Validating that Cluster Costs are Justified

Introduction

One of the biggest concerns related to cloud costs is visibility into cloud spending and the risk of cost overruns resulting from misconfigured resources or inefficient resource allocation.

RealTheory not only provides near real time cost visibility at every level of your Kubernetes environment by enabling deep dives from the cluster level to each individual object, but can also provide insight into whether the allocation of resources in your Kubernetes environment aligns with the actual utilization of those resources by your applications.

Prerequisites

To perform this procedure you must have the following:

A user account in your organization's RealTheory account

Procedure

Log in to your organizational account using one of the following methods:
- SSO (single sign-on) - if configured for your organizational account
- Email address, password, and account name - if SSO is not configured
Note: If you are unsure how to complete this step, contact the system administrator for your RealTheory account.
Navigate to Reports > Total Cost.
Verify that the breadcrumb filter is set to Reports > Total Cost > Clusters.
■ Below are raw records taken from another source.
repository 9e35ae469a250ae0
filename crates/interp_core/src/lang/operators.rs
//! Operator vocabulary.
//!
//! This module defines the canonical operator set and its spellings.
//!
//! ## Notes
//! - Lookup via [`from_str`] is **case-sensitive** and exact.
//! - Precedence and fixity are deliberately absent: the parser has no expression grammar yet, and the registry does
//!   not pre-empt one.
//! - `=` and `!` are the only spellings that prefix a longer operator (`==`, `!=`).
//!
//! ## Examples
//! ```rust
//! use interp_core::lang::operators::{self, OperatorId};
//!
//! assert_eq!(operators::from_str("!="), Some(OperatorId::NotEq));
//! assert_eq!(operators::as_str(OperatorId::Asterisk), "*");
//! ```

/// Stable identifier for every operator.
#[derive(Debug, Clone, Copy, PartialEq, Eq, Hash)]
pub enum OperatorId {
    // Assignment
    Assign,

    // Arithmetic
    Plus,
    Minus,
    Asterisk,
    Slash,

    // Logical
    Bang,

    // Comparison
    Lt,
    Gt,
    Eq,
    NotEq,
}

/// Metadata for an operator.
#[derive(Debug, Clone, Copy)]
pub struct OperatorInfo {
    pub id: OperatorId,
    pub spelling: &'static str,
}

/// Registry of all operators.
pub const OPERATORS: &[OperatorInfo] = &[
    op(OperatorId::Assign, "="),
    op(OperatorId::Plus, "+"),
    op(OperatorId::Minus, "-"),
    op(OperatorId::Asterisk, "*"),
    op(OperatorId::Slash, "/"),
    op(OperatorId::Bang, "!"),
    op(OperatorId::Lt, "<"),
    op(OperatorId::Gt, ">"),
    op(OperatorId::Eq, "=="),
    op(OperatorId::NotEq, "!="),
];

/// Return the spelling of an operator.
pub fn as_str(id: OperatorId) -> &'static str {
    info_for(id).spelling
}

/// Return the full metadata entry for an operator.
///
/// ## Panics
/// - If the registry is missing an entry for `id` (this indicates a programming error).
pub fn info_for(id: OperatorId) -> &'static OperatorInfo {
    OPERATORS
        .iter()
        .find(|o| o.id == id)
        .expect("INVARIANT: every OperatorId has a registry entry")
}

/// Resolve an operator spelling to its identifier.
///
/// ## Returns
/// - `Some(OperatorId)` if the spelling exists in [`OPERATORS`].
/// - `None` otherwise.
pub fn from_str(spelling: &str) -> Option<OperatorId> {
    OPERATORS.iter().find(|o| o.spelling == spelling).map(|o| o.id)
}

// --- helpers -----------------------------------------------------------------

const fn op(id: OperatorId, spelling: &'static str) -> OperatorInfo {
    OperatorInfo { id, spelling }
}
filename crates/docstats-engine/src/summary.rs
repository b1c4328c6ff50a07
use chrono::NaiveDate;
use docstats_types::{QueryParams, ScoredPageRecord, SortKey, SortOrder};
use serde::Serialize;

/// Counts and aggregates describing one query pass
#[derive(Debug, Clone, PartialEq, Serialize)]
#[serde(rename_all = "camelCase")]
pub struct QuerySummary {
    /// Records in the catalog before filtering
    pub catalog_size: usize,
    /// Records surviving the filter stage
    pub matched: usize,
    /// Records returned after the limit stage
    pub shown: usize,
    pub sort_by: SortKey,
    pub sort_order: SortOrder,
    /// Views summed over the returned records
    pub total_views: u64,
    /// Mean engagement of the returned records; `None` when nothing is shown
    #[serde(skip_serializing_if = "Option::is_none")]
    pub average_engagement: Option<f64>,
}

impl QuerySummary {
    pub fn from_pages(
        catalog_size: usize,
        matched: usize,
        shown: &[ScoredPageRecord],
        params: &QueryParams,
    ) -> Self {
        let total_views = shown.iter().map(|p| p.views).fold(0, u64::saturating_add);
        let average_engagement = (!shown.is_empty()).then(|| {
            shown.iter().map(|p| p.engagement_score).sum::<f64>() / shown.len() as f64
        });

        Self {
            catalog_size,
            matched,
            shown: shown.len(),
            sort_by: params.sort_by,
            sort_order: params.sort_order,
            total_views,
            average_engagement,
        }
    }

    /// Dashboard caption, e.g. "Showing top 10 pages by views"
    pub fn headline(&self) -> String {
        format!("Showing top {} pages by {}", self.shown, self.sort_by)
    }

    pub fn is_empty(&self) -> bool {
        self.shown == 0
    }
}

/// Ordered, limited pages plus the summary of how they were produced
#[derive(Debug, Clone, PartialEq, Serialize)]
#[serde(rename_all = "camelCase")]
pub struct QueryResult {
    /// Reference date every score in this result was computed against
    pub today: NaiveDate,
    pub pages: Vec<ScoredPageRecord>,
    pub summary: QuerySummary,
}
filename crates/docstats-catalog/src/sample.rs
use chrono::NaiveDate;
use docstats_types::{Difficulty, PageRecord};

use crate::Catalog;

use docstats_types::Difficulty::{Advanced, Beginner, Intermediate};

// path, views, completion rate, avg time spent (s), last updated (y, m, d), difficulty
type Row = (&'static str, u64, f64, u64, (i32, u32, u32), Difficulty);

const SAMPLE_ROWS: [Row; 17] = [
    ("/learn/describing-the-ui", 143_500, 0.72, 340, (2024, 12, 10), Beginner),
    ("/learn/adding-interactivity", 98_200, 0.68, 450, (2024, 11, 25), Beginner),
    ("/learn/managing-state", 120_400, 0.65, 520, (2024, 12, 5), Intermediate),
    ("/learn/escape-hatches", 67_800, 0.58, 380, (2024, 10, 15), Advanced),
    ("/reference/react", 215_600, 0.81, 290, (2025, 1, 20), Intermediate),
    ("/reference/react-dom", 187_300, 0.77, 310, (2025, 1, 5), Intermediate),
    ("/reference/react/useState", 198_700, 0.79, 270, (2025, 2, 10), Beginner),
    ("/reference/react/useEffect", 185_400, 0.75, 340, (2025, 2, 10), Intermediate),
    ("/reference/react/useContext", 112_800, 0.67, 380, (2025, 1, 15), Intermediate),
    ("/reference/react/useReducer", 89_500, 0.64, 420, (2025, 1, 18), Advanced),
    ("/reference/react/useMemo", 103_700, 0.71, 300, (2025, 1, 25), Advanced),
    ("/reference/react/useCallback", 98_200, 0.70, 310, (2025, 1, 25), Advanced),
    ("/reference/react/useRef", 115_900, 0.73, 290, (2025, 1, 20), Intermediate),
    ("/blog/2023/03/16/introducing-react-dev", 85_400, 0.62, 540, (2023, 3, 16), Beginner),
    (
        "/blog/2022/06/15/react-labs-what-we-have-been-working-on-june-2022",
        72_600,
        0.58,
        620,
        (2022, 6, 15),
        Intermediate,
    ),
    ("/community/conferences", 28_900, 0.51, 180, (2024, 12, 20), Beginner),
    ("/community/meetups", 19_500, 0.48, 150, (2024, 11, 10), Beginner),
];

/// The bundled demonstration catalog.
///
/// Callers pass it to the pipeline explicitly like any other catalog.
pub fn sample_catalog() -> Catalog {
    let pages = SAMPLE_ROWS
        .iter()
        .filter_map(|&(path, views, completion_rate, avg_time_spent, (y, m, d), difficulty)| {
            Some(PageRecord {
                path: path.to_string(),
                views,
                completion_rate,
                avg_time_spent,
                last_updated: NaiveDate::from_ymd_opt(y, m, d)?,
                difficulty,
            })
        })
        .collect();

    Catalog::from_trusted(pages)
}

#[cfg(test)]
mod tests {
    use super::*;
    use std::collections::BTreeSet;

    #[test]
    fn test_sample_catalog_is_complete() {
        let catalog = sample_catalog();
        assert_eq!(catalog.len(), SAMPLE_ROWS.len());
    }

    #[test]
    fn test_sample_catalog_covers_all_sections() {
        let sections: BTreeSet<_> = sample_catalog()
            .iter()
            .filter_map(|page| page.section().map(str::to_string))
            .collect();
        let expected: BTreeSet<_> = ["blog", "community", "learn", "reference"]
            .iter()
            .map(|s| s.to_string())
            .collect();
        assert_eq!(sections, expected);
    }

    #[test]
    fn test_sample_catalog_preserves_order() {
        let catalog = sample_catalog();
        assert_eq!(catalog.pages()[0].path, "/learn/describing-the-ui");
        assert_eq!(catalog.pages()[16].path, "/community/meetups");
    }
}
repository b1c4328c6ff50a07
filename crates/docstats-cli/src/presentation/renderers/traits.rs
use anyhow::Result;
use serde::Serialize;

use crate::presentation::view_models::{CommandResultViewModel, CreateView};

pub trait Renderer {
    fn render<T>(&self, result: CommandResultViewModel<T>) -> Result<()>
    where
        T: Serialize + CreateView;
}
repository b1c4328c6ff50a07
use chrono::NaiveDate;
use docstats_types::{PageRecord, QueryParams};

use crate::cache::ScoreCache;
use crate::pipeline;
use crate::summary::QueryResult;

/// Long-lived query runner that memoizes scores across repeated queries.
///
/// Produces exactly what [`crate::run_query`] produces; only the scoring
/// work is shared between calls made on the same day.
#[derive(Debug, Default)]
pub struct Dashboard {
    cache: ScoreCache,
}

impl Dashboard {
    pub fn new() -> Self {
        Self::default()
    }

    pub fn query(
        &mut self,
        pages: &[PageRecord],
        params: &QueryParams,
        today: NaiveDate,
    ) -> QueryResult {
        let cache = &mut self.cache;
        let result = pipeline::run(pages, params, today, |page| cache.get_or_score(page, today));

        tracing::debug!(
            hits = self.cache.hits(),
            misses = self.cache.misses(),
            "dashboard query complete"
        );
        result
    }

    pub fn cache(&self) -> &ScoreCache {
        &self.cache
    }
}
This view will list the total cost of each cluster you are authorized to view.
By default, the period selector will show the cost for the last 7 days; you can change the time period to 24 hours, 31 days, or 1 year if the 7 day time period is not appropriate.
Use the Cluster column to identify each cluster; the cluster at the top of the report is the highest cost cluster for the selected time period.
Double-click the cluster row of most interest.
The report will list the namespaces from highest to lowest cost for the selected cluster:
The higher cost of the my-app-dev namespace combined with its lower Utilization % indicates that investigating this namespace could yield important insights.
Double-click the namespace row of most interest.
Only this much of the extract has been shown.